### WHAT IS NEEDED:
Return the lines below in which the string "exists" occurs.

Saved data entries

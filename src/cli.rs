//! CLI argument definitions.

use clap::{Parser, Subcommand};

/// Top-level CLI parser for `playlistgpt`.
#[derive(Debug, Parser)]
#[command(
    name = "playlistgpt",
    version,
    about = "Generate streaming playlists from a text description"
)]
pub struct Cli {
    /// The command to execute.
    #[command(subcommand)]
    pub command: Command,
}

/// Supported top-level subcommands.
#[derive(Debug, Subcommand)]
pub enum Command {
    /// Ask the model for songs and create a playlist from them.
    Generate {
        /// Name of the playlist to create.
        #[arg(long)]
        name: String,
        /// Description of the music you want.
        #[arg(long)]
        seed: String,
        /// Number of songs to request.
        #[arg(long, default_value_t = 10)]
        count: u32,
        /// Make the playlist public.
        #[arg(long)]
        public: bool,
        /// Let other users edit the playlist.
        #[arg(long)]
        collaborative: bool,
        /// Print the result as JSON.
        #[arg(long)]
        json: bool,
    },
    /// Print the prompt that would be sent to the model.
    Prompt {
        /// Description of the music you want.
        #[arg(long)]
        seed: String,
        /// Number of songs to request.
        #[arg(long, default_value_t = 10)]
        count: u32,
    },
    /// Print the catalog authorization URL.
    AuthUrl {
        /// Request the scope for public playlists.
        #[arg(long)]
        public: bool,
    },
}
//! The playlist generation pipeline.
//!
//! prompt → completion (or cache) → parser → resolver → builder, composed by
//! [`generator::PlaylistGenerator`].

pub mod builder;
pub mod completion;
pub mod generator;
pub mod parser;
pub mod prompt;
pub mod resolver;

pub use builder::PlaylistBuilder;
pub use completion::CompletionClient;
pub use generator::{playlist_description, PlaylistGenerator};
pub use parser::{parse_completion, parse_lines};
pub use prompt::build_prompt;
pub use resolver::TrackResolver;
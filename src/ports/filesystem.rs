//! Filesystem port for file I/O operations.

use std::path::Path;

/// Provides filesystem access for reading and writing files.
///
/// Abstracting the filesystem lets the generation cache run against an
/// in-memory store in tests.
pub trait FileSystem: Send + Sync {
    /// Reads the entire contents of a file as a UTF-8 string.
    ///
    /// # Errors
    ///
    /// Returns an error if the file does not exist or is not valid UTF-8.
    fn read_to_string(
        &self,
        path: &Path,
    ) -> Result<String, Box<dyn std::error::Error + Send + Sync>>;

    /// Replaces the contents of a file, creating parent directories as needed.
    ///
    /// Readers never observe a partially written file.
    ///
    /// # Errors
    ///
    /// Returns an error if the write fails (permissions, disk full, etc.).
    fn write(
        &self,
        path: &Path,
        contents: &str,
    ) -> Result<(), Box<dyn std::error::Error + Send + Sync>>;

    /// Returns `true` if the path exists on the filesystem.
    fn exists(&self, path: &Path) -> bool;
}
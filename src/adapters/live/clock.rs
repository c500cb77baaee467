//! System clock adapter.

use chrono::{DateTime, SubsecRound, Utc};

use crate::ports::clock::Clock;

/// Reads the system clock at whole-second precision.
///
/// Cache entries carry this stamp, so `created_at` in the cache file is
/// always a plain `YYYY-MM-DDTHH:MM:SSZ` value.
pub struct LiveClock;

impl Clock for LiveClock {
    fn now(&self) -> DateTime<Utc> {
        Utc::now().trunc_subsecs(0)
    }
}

### SOLUTION TO THE PROBLEM:
    /// Returns `true` if the path exists on the filesystem.
    fn exists(&self, path: &Path) -> bool;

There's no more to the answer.